# What this task involves
Each of the entries below should be written out exactly as it reads.

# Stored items
....

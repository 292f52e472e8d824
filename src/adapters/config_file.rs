//! JSON file configuration adapter.
//!
//! Implements [`ConfigPort`] on top of a single JSON document.  A
//! missing file means "factory defaults"; any field left out of the
//! file takes its default value.

use std::fs;
use std::io;
use std::path::{Path, PathBuf};

use log::info;

use crate::app::ports::{ConfigError, ConfigPort};
use crate::config::SystemConfig;

pub struct JsonConfigFile {
    path: PathBuf,
}

impl JsonConfigFile {
    pub fn new(path: impl Into<PathBuf>) -> Self {
        Self { path: path.into() }
    }

    pub fn path(&self) -> &Path {
        &self.path
    }
}

impl ConfigPort for JsonConfigFile {
    fn load(&self) -> Result<SystemConfig, ConfigError> {
        let text = match fs::read_to_string(&self.path) {
            Ok(t) => t,
            Err(e) if e.kind() == io::ErrorKind::NotFound => {
                info!("{}: not found, using defaults", self.path.display());
                return Ok(SystemConfig::default());
            }
            Err(e) => return Err(ConfigError::Io(e.kind())),
        };

        let cfg: SystemConfig =
            serde_json::from_str(&text).map_err(|e| ConfigError::Corrupted(e.to_string()))?;
        cfg.validate()?;
        info!("{}: config loaded", self.path.display());
        Ok(cfg)
    }

    fn save(&self, config: &SystemConfig) -> Result<(), ConfigError> {
        config.validate()?;
        let text = serde_json::to_string_pretty(config)
            .map_err(|e| ConfigError::Corrupted(e.to_string()))?;
        fs::write(&self.path, text).map_err(|e| ConfigError::Io(e.kind()))?;
        info!("{}: config saved", self.path.display());
        Ok(())
    }
}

....

# Answer section
repository 292f52e472e8d824
filename src/adapters/config_file.rs
//! JSON file configuration adapter.
//!
//! Implements [`ConfigPort`] on top of a single JSON document.  A
//! missing file means "factory defaults"; any field left out of the
//! file takes its default value.

use std::fs;
use std::io;
use std::path::{Path, PathBuf};

use log::info;

use crate::app::ports::{ConfigError, ConfigPort};
use crate::config::SystemConfig;

pub struct JsonConfigFile {
    path: PathBuf,
}

impl JsonConfigFile {
    pub fn new(path: impl Into<PathBuf>) -> Self {
        Self { path: path.into() }
    }

    pub fn path(&self) -> &Path {
        &self.path
    }
}

impl ConfigPort for JsonConfigFile {
    fn load(&self) -> Result<SystemConfig, ConfigError> {
        let text = match fs::read_to_string(&self.path) {
            Ok(t) => t,
            Err(e) if e.kind() == io::ErrorKind::NotFound => {
                info!("{}: not found, using defaults", self.path.display());
                return Ok(SystemConfig::default());
            }
            Err(e) => return Err(ConfigError::Io(e.kind())),
        };

        let cfg: SystemConfig =
            serde_json::from_str(&text).map_err(|e| ConfigError::Corrupted(e.to_string()))?;
        cfg.validate()?;
        info!("{}: config loaded", self.path.display());
        Ok(cfg)
    }

    fn save(&self, config: &SystemConfig) -> Result<(), ConfigError> {
        config.validate()?;
        let text = serde_json::to_string_pretty(config)
            .map_err(|e| ConfigError::Corrupted(e.to_string()))?;
        fs::write(&self.path, text).map_err(|e| ConfigError::Io(e.kind()))?;
        info!("{}: config saved", self.path.display());
        Ok(())
    }
}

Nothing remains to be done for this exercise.